El caso es bien conocido: la historia de un hombre al que, durante la ocupación nazi en Francia, le arrebatan la identidad, y a partir de allí su vida se convierte en un infierno. La película es de 1976; la dirigió el gran Joseph Losey, y en los papeles principales estaban Alain Delon y Jeanne Moreau. El título original era falsamente simplón: Mr. Klein. Tratándose de un caso de doble identidad, o mejor dicho de identidades falsas, la austera certeza de ese título se tiñe de una ambigüedad sutil, algo así como la punta del ovillo. Pero el caso es que los distribuidores de entonces, sin duda demasiado preocupados porque las cosas estuvieran bien claritas -conscientes de que las imprecisiones son en el fondo siempre inmorales-, le agregaron al título original un pequeño condimento: pasó a llamarse El otro señor Klein, lo que equivale a contar por anticipado algo así como la mitad de la película.

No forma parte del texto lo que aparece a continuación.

use crate::{
    auth::{AppAuth, Auth},
    InstallationToken,
};
use chrono::Utc;
use log::{debug, warn};
use reqwest::{header, Client as ReqwestClient, Method, RequestBuilder};
use std::{sync::Mutex, time::Duration};

mod error;

mod checks;
mod issues;
mod pulls;
mod reactions;
mod repos;

pub use checks::ChecksClient;
pub use error::{Error, Result};
pub use issues::IssuesClient;
pub use pulls::PullsClient;
pub use reactions::ReactionsClient;
pub use repos::ReposClient;

// Constants
const DEFAULT_BASE_URL: &str = "https://api.github.com/";
const USER_AGENT: &str = concat!(env!("CARGO_PKG_NAME"), "/", env!("CARGO_PKG_VERSION"));

const MEDIA_TYPE_V3: &str = "application/vnd.github.v3+json";
// Header names built from static strings must be lowercase.
const API_VERSION_HEADER: &str = "x-github-api-version";
const API_VERSION: &str = "2022-11-28";

/// Listing endpoints are drained page by page with this page size.
pub(crate) const MAX_PER_PAGE: usize = 100;

/// Requests hitting an HTTP status error are retried up to this many times in
/// total, with exponential backoff in between.
const MAX_RETRIES: u32 = 2;
const BACKOFF_BASE: Duration = Duration::from_millis(100);

#[derive(Debug, Default)]
pub struct ClientBuilder {
    base_url: Option<String>,
    user_agent: Option<String>,
    auth: Option<Auth>,
}

impl ClientBuilder {
    pub fn new() -> Self {
        Self::default()
    }

    pub fn base_url<S: Into<String>>(mut self, base_url: S) -> Self {
        self.base_url = Some(base_url.into());
        self
    }

    pub fn user_agent<S: Into<String>>(mut self, user_agent: S) -> Self {
        self.user_agent = Some(user_agent.into());
        self
    }

    /// Authenticate with a static personal token.
    pub fn personal_token<S: Into<String>>(mut self, token: S) -> Self {
        self.auth = Some(Auth::User {
            token: token.into(),
        });
        self
    }

    /// Authenticate as a GitHub App; requests are signed with a per-request
    /// JWT until the client is upgraded to an installation.
    pub fn app<S: Into<String>>(mut self, client_id: S, private_key: S) -> Self {
        self.auth = Some(Auth::App(AppAuth {
            client_id: client_id.into(),
            private_key: private_key.into(),
        }));
        self
    }

    pub fn build(self) -> Result<Client> {
        let base_url = self.base_url.unwrap_or_else(|| DEFAULT_BASE_URL.to_owned());
        let user_agent = self.user_agent.unwrap_or_else(|| USER_AGENT.to_owned());

        let mut headers = header::HeaderMap::new();
        headers.insert(header::ACCEPT, header::HeaderValue::from_static(MEDIA_TYPE_V3));
        headers.insert(
            API_VERSION_HEADER,
            header::HeaderValue::from_static(API_VERSION),
        );

        let client = ReqwestClient::builder()
            .user_agent(&user_agent)
            .default_headers(headers)
            .build()?;

        Ok(Client {
            base_url,
            client,
            auth: Mutex::new(self.auth.unwrap_or(Auth::Anonymous)),
        })
    }
}

#[derive(Debug)]
pub struct Client {
    /// Base URL to use for API requests. Defaults to the public GitHub API,
    /// but can be overridden for use with GitHub Enterprise or a test
    /// server. Must always be terminated with a trailing slash.
    base_url: String,

    /// Client used to make http requests
    client: ReqwestClient,

    /// Authentication state. Mutated in place when an installation token is
    /// exchanged or refreshed; in-flight requests keep the token they
    /// resolved.
    auth: Mutex<Auth>,
}

impl Client {
    pub fn builder() -> ClientBuilder {
        ClientBuilder::new()
    }

    pub fn repos(&self) -> ReposClient<'_> {
        ReposClient::new(self)
    }

    pub fn pulls(&self) -> PullsClient<'_> {
        PullsClient::new(self)
    }

    pub fn issues(&self) -> IssuesClient<'_> {
        IssuesClient::new(self)
    }

    pub fn checks(&self) -> ChecksClient<'_> {
        ChecksClient::new(self)
    }

    pub fn reactions(&self) -> ReactionsClient<'_> {
        ReactionsClient::new(self)
    }

    /// Make sure the client can act on the given repository.
    ///
    /// In app mode this resolves the repository installation and exchanges
    /// the app JWT for an installation access token. User and installation
    /// modes are left untouched; an anonymous client is refused.
    pub async fn ensure_installation(&self, owner: &str, name: &str) -> Result<()> {
        let (anonymous, is_app) = {
            let auth = self.auth.lock().unwrap();
            (auth.is_anonymous(), auth.is_app())
        };

        if anonymous {
            return Err(Error::NotAuthenticated);
        }

        if is_app {
            let installation = self.repos().installation(owner, name).await?;
            self.upgrade_to_installation(installation.id).await?;
        }

        Ok(())
    }

    /// Exchange the app JWT for an installation access token and switch the
    /// client to installation mode.
    pub async fn upgrade_to_installation(&self, installation_id: u64) -> Result<()> {
        let app = match &*self.auth.lock().unwrap() {
            Auth::App(app) => app.clone(),
            _ => {
                warn!("cannot upgrade non-app authentication, leaving as-is");
                return Ok(());
            }
        };

        debug!(
            "generating installation access token: installation_id = {}",
            installation_id
        );
        let token = self.exchange_installation_token(&app, installation_id).await?;

        self.auth.lock().unwrap().upgrade_to_installation(
            installation_id,
            token.token,
            token.expires_at,
        );
        Ok(())
    }

    async fn exchange_installation_token(
        &self,
        app: &AppAuth,
        installation_id: u64,
    ) -> Result<InstallationToken> {
        let jwt = app.generate_jwt()?;
        let url = format!(
            "{}app/installations/{}/access_tokens",
            self.base_url, installation_id
        );
        let request = self.client.request(Method::POST, &url).bearer_auth(jwt);
        let response = self.send(request).await?;
        self.json(response).await
    }

    /// Resolve the bearer token for the next request, refreshing an expired
    /// installation token first.
    async fn bearer_token(&self) -> Result<String> {
        let refresh = {
            let mut auth = self.auth.lock().unwrap();
            let (installation_id, token, expires_at) = match &*auth {
                Auth::Anonymous => return Err(Error::NotAuthenticated),
                Auth::User { token } => return Ok(token.clone()),
                Auth::App(app) => return Ok(app.generate_jwt()?),
                Auth::Installation {
                    installation_id,
                    token,
                    expires_at,
                    ..
                } => (*installation_id, token.clone(), *expires_at),
            };

            if !auth.needs_refresh(Utc::now()) {
                return Ok(token);
            }

            warn!(
                "installation token expired: installation_id = {}, expires_at = {}",
                installation_id, expires_at
            );
            auth.downgrade_to_app();
            installation_id
        };

        self.upgrade_to_installation(refresh).await?;

        match &*self.auth.lock().unwrap() {
            Auth::Installation { token, .. } => Ok(token.clone()),
            // The upgrade failed to stick; surface it as an auth error.
            _ => Err(Error::NotAuthenticated),
        }
    }

    pub(crate) async fn get(&self, url: &str) -> Result<RequestBuilder> {
        self.request(Method::GET, url).await
    }

    pub(crate) async fn post(&self, url: &str) -> Result<RequestBuilder> {
        self.request(Method::POST, url).await
    }

    pub(crate) async fn put(&self, url: &str) -> Result<RequestBuilder> {
        self.request(Method::PUT, url).await
    }

    pub(crate) async fn patch(&self, url: &str) -> Result<RequestBuilder> {
        self.request(Method::PATCH, url).await
    }

    pub(crate) async fn delete(&self, url: &str) -> Result<RequestBuilder> {
        self.request(Method::DELETE, url).await
    }

    async fn request(&self, method: Method, url: &str) -> Result<RequestBuilder> {
        let token = self.bearer_token().await?;
        let url = format!("{}{}", self.base_url, url);
        Ok(self.client.request(method, &url).bearer_auth(token))
    }

    /// Send a request, retrying on HTTP status errors with exponential
    /// backoff. Transport errors are not retried.
    pub(crate) async fn send(&self, request: RequestBuilder) -> Result<reqwest::Response> {
        let mut attempt = 0;
        loop {
            let cloned = request.try_clone();
            let response = match cloned {
                Some(request) => request.send().await?,
                // Unclonable request bodies get a single attempt.
                None => return Ok(request.send().await?),
            };

            debug!("github response: {:?}", response.status());

            if response.status().is_success() || attempt + 1 >= MAX_RETRIES {
                return Ok(response);
            }

            attempt += 1;
            tokio::time::sleep(BACKOFF_BASE * 2u32.pow(attempt - 1)).await;
        }
    }

    /// Check for an error status and deserialize the JSON payload.
    pub(crate) async fn json<T: serde::de::DeserializeOwned>(
        &self,
        response: reqwest::Response,
    ) -> Result<T> {
        let status = response.status();
        let payload = response.text().await?;

        if !status.is_success() {
            return Err(Error::Status(status, payload));
        }

        Ok(serde_json::from_str(&payload)?)
    }

    /// Check for an error status, discarding the payload.
    pub(crate) async fn empty(&self, response: reqwest::Response) -> Result<()> {
        let status = response.status();
        if !status.is_success() {
            return Err(Error::Status(status, response.text().await?));
        }

        Ok(())
    }
}
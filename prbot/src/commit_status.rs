//! Commit-status projection: a pure decision ladder over the sync state and
//! the side-effecting push to the platform.

use crate::{context::Context, models::CheckStatus, models::QaStatus, sync::SyncState, Result};
use github::CommitStatusState;

/// Context string of the commit status the bot maintains.
pub const VALIDATION_CONTEXT: &str = "Validation";

#[derive(Clone, Copy, Debug, PartialEq)]
pub struct StatusMessage {
    pub state: CommitStatusState,
    pub title: &'static str,
    pub message: &'static str,
}

/// Decision ladder, first match wins.
pub fn commit_status(state: &SyncState) -> StatusMessage {
    let (status_state, message) = if state.merged {
        (CommitStatusState::Success, "PR merged")
    } else if state.wip {
        (CommitStatusState::Pending, "PR is still in WIP")
    } else if !state.valid_pr_title {
        (CommitStatusState::Failure, "PR title is not valid")
    } else if state.check_status == CheckStatus::Fail {
        (CommitStatusState::Failure, "Checks failed")
    } else if state.check_status == CheckStatus::Waiting {
        (CommitStatusState::Pending, "Waiting for checks")
    } else if state.changes_requested() {
        (CommitStatusState::Failure, "Changes required")
    } else if !state.mergeable && !state.merged {
        (CommitStatusState::Pending, "PR is not mergeable yet")
    } else if state.review_required() {
        (CommitStatusState::Pending, "Waiting on reviews")
    } else if state.qa_status == QaStatus::Fail {
        (CommitStatusState::Failure, "Did not pass QA")
    } else if state.qa_status == QaStatus::Waiting {
        (CommitStatusState::Pending, "Waiting for QA")
    } else if state.locked {
        (
            CommitStatusState::Failure,
            "PR ready to merge, but is merge locked",
        )
    } else {
        (CommitStatusState::Success, "All good")
    };

    StatusMessage {
        state: status_state,
        title: VALIDATION_CONTEXT,
        message,
    }
}

/// Push the computed status onto the head commit.
pub async fn project_commit_status(ctx: &Context, state: &SyncState) -> Result<StatusMessage> {
    let status = commit_status(state);

    ctx.api
        .create_commit_status(
            &state.owner,
            &state.name,
            &state.head_sha,
            status.state,
            status.title,
            status.message,
        )
        .await?;

    Ok(status)
}

#[cfg(test)]
mod test {
    use super::*;
    use crate::test_support::sync_state_stub;

    #[test]
    fn all_good_when_everything_passes() {
        let state = sync_state_stub();
        let status = commit_status(&state);
        assert_eq!(status.state, CommitStatusState::Success);
        assert_eq!(status.message, "All good");
        assert_eq!(status.title, "Validation");
    }

    #[test]
    fn merged_wins_over_everything() {
        let mut state = sync_state_stub();
        state.merged = true;
        state.wip = true;
        state.check_status = CheckStatus::Fail;

        let status = commit_status(&state);
        assert_eq!(status.state, CommitStatusState::Success);
        assert_eq!(status.message, "PR merged");
    }

    #[test]
    fn wip_is_pending() {
        let mut state = sync_state_stub();
        state.wip = true;

        let status = commit_status(&state);
        assert_eq!(status.state, CommitStatusState::Pending);
        assert_eq!(status.message, "PR is still in WIP");
    }

    #[test]
    fn invalid_title_fails_before_checks() {
        let mut state = sync_state_stub();
        state.valid_pr_title = false;
        state.check_status = CheckStatus::Fail;

        let status = commit_status(&state);
        assert_eq!(status.state, CommitStatusState::Failure);
        assert_eq!(status.message, "PR title is not valid");
    }

    #[test]
    fn check_ladder() {
        let mut state = sync_state_stub();
        state.check_status = CheckStatus::Fail;
        assert_eq!(commit_status(&state).message, "Checks failed");

        state.check_status = CheckStatus::Waiting;
        assert_eq!(commit_status(&state).message, "Waiting for checks");
        assert_eq!(commit_status(&state).state, CommitStatusState::Pending);
    }

    #[test]
    fn review_ladder() {
        let mut state = sync_state_stub();
        state.review_decision = Some(github::ReviewDecision::ChangesRequested);
        assert_eq!(commit_status(&state).message, "Changes required");

        state.review_decision = Some(github::ReviewDecision::ReviewRequired);
        assert_eq!(commit_status(&state).message, "Waiting on reviews");
    }

    #[test]
    fn unmergeable_is_pending() {
        let mut state = sync_state_stub();
        state.mergeable = false;
        let status = commit_status(&state);
        assert_eq!(status.state, CommitStatusState::Pending);
        assert_eq!(status.message, "PR is not mergeable yet");
    }

    #[test]
    fn qa_ladder() {
        let mut state = sync_state_stub();
        state.qa_status = QaStatus::Fail;
        assert_eq!(commit_status(&state).message, "Did not pass QA");

        state.qa_status = QaStatus::Waiting;
        assert_eq!(commit_status(&state).message, "Waiting for QA");
    }

    #[test]
    fn locked_pr_fails_last() {
        let mut state = sync_state_stub();
        state.locked = true;
        let status = commit_status(&state);
        assert_eq!(status.state, CommitStatusState::Failure);
        assert_eq!(status.message, "PR ready to merge, but is merge locked");
    }
}
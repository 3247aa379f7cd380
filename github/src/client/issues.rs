use crate::{
    client::{Client, Result, MAX_PER_PAGE},
    Label,
};
use log::info;
use serde::{Deserialize, Serialize};

#[derive(Debug, Serialize)]
struct LabelsRequest<'a> {
    labels: &'a [String],
}

#[derive(Debug, Serialize)]
struct CommentRequest<'a> {
    body: &'a str,
}

#[derive(Debug, Deserialize)]
struct CommentResponse {
    id: u64,
}

/// `IssuesClient` handles communication with the issues related methods of
/// the GitHub API. Pull requests are issues as far as labels, comments and
/// reactions are concerned.
///
/// GitHub API docs: https://docs.github.com/en/rest/issues
pub struct IssuesClient<'a> {
    inner: &'a Client,
}

impl<'a> IssuesClient<'a> {
    pub(super) fn new(client: &'a Client) -> Self {
        Self { inner: client }
    }

    /// List the label names on an issue, draining all pages.
    pub async fn labels(&self, owner: &str, name: &str, number: u64) -> Result<Vec<String>> {
        let url = format!("repos/{}/{}/issues/{}/labels", owner, name, number);

        let mut labels = Vec::new();
        let mut page = 1usize;
        loop {
            let request = self
                .inner
                .get(&url)
                .await?
                .query(&[("per_page", MAX_PER_PAGE), ("page", page)]);
            let response = self.inner.send(request).await?;
            let chunk: Vec<Label> = self.inner.json(response).await?;
            let chunk_len = chunk.len();

            labels.extend(chunk.into_iter().map(|label| label.name));

            if chunk_len < MAX_PER_PAGE {
                break;
            }
            page += 1;
        }

        Ok(labels)
    }

    pub async fn add_labels(
        &self,
        owner: &str,
        name: &str,
        number: u64,
        labels: &[String],
    ) -> Result<()> {
        info!(
            "adding labels on {}/{}#{}: {:?}",
            owner, name, number, labels
        );

        let url = format!("repos/{}/{}/issues/{}/labels", owner, name, number);
        let request = self.inner.post(&url).await?.json(&LabelsRequest { labels });
        let response = self.inner.send(request).await?;
        self.inner.empty(response).await
    }

    /// Replace the whole label set of an issue.
    pub async fn replace_labels(
        &self,
        owner: &str,
        name: &str,
        number: u64,
        labels: &[String],
    ) -> Result<()> {
        info!(
            "replacing labels on {}/{}#{}: {:?}",
            owner, name, number, labels
        );

        let url = format!("repos/{}/{}/issues/{}/labels", owner, name, number);
        let request = self.inner.put(&url).await?.json(&LabelsRequest { labels });
        let response = self.inner.send(request).await?;
        self.inner.empty(response).await
    }

    /// Create a comment on an issue, returning the new comment id.
    pub async fn create_comment(
        &self,
        owner: &str,
        name: &str,
        number: u64,
        body: &str,
    ) -> Result<u64> {
        let url = format!("repos/{}/{}/issues/{}/comments", owner, name, number);
        let request = self.inner.post(&url).await?.json(&CommentRequest { body });
        let response = self.inner.send(request).await?;
        let comment: CommentResponse = self.inner.json(response).await?;

        Ok(comment.id)
    }

    /// Update an existing comment in place.
    pub async fn update_comment(
        &self,
        owner: &str,
        name: &str,
        comment_id: u64,
        body: &str,
    ) -> Result<u64> {
        let url = format!("repos/{}/{}/issues/comments/{}", owner, name, comment_id);
        let request = self.inner.patch(&url).await?.json(&CommentRequest { body });
        let response = self.inner.send(request).await?;
        let comment: CommentResponse = self.inner.json(response).await?;

        Ok(comment.id)
    }
}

Los ejemplos son innumerables; sabemos que la subestimación del espectador es el entretenimiento favorito de los distribuidores locales (aunque el mérito no es exclusivo de ellos, para ser justos). Como Notorious no dice nada, incluso el Encadenados con que la rebautizaron los españoles tampoco dice demasiado, en Hispanoamérica se transforma en Tuyo es mi corazón (¡!), un nombre que sin duda fue elegido por alguien que jamás vio la película de Hitchcock, porque no guarda casi ninguna relación con lo que pasa en ella (Cary Grant e Ingrid Bergman se enamoran, sí, pero con eso no alcanza). Como El cielo sobre Berlín es un título tibio, sin gancho, la distribuidora no quiere correr riesgos –ya bastante con que se dignen comprar una del plomo de Wenders- y la llama, como todo el mundo sabe, Las alas del deseo. Convengamos que podría haber sido peor, por caso: Los ángeles que anhelan ser humanos. Si por alguna extrañísima razón deciden no agarrárselas con el título, los subtítulos son un campo fértil en el que pueden desarrollar su arte con absoluta libertad. Como Expiación no es suficientemente explícito ni morboso, por ejemplo, entonces se le da una ayudita: deseo y pecado.
Algunos meses atrás tuvimos aquí un ejemplo interesante respecto de esta cuestión. Cierto es que el cuento de James Thurber, ese que le dio fama, una deliciosa e ingenua pieza de época –para que hoy resulte mínimamente verosímil tuvieron que buscar, para la adaptación, a un bobo como Ben Stiller, es decir convertirla en un grotesco-, tiene un título ya bastante concreto: La vida secreta de Walter Mitty. Ese cuento debió llamarse La vida de Walter Mitty, o cualquier otra cosa, pero sin esa otra dimensión explicitada; sin embargo, el adjetivo no es necesariamente positivo, y eso en parte lo salva. Los distribuidores en español de la película, con todo, no se conformaron: no les alcanzaba con que alguien tuviese un secreto, nada menos que una vida, y que de allí se desprendiera el misterio, y decidieron cambiar el adjetivo por uno más efectista, más efervescente, más hollywoodense, uno que no dejara espacio para la duda: increíble.
Los títulos pertenecen a un campo por lo general subestimado en literatura. Son casi invisibles, para tantísimos lectores; una obligación, o un decorado. Y a pesar de ello ahí están para contar fatalmente todo, o para empezar a hilar el sentido de una historia que, en buenas manos, quizá resignifique ese punto de partida en más de una ocasión. El título es el comienzo y el fin de la historia, y es también su núcleo. Ahí está la mayoría de los cuentos de Chesterton para probarlo: parece que dicen todo, pero cada vez dicen menos; ahí el oxímoron modélico nabokoviano (Pálido fuego), o los más delicados de Burgess (Poderes terrenales o Trémula intención); ahí el engaño de lo cristalino en el Greene de El fin de la aventura o Nuestro hombre en La Habana. Aunque se refiere a algo específico, la última novela de Julian Barnes sirve de excusa para graficar la función que debería tener un título, o al menos sus posibilidades: El sentido de un final. De eso se trata: eso que al principio no termina de ser, que en el camino toma cuerpo y que en el último tramo, quizá, muestra alguna carta nueva. El sentido de un título, entonces, es comenzar a crear sentido. Y sin duda, no insultar al que está del otro lado –de la pantalla o del libro-, que no es tonto, o si lo es no merece que se lo trate como tal.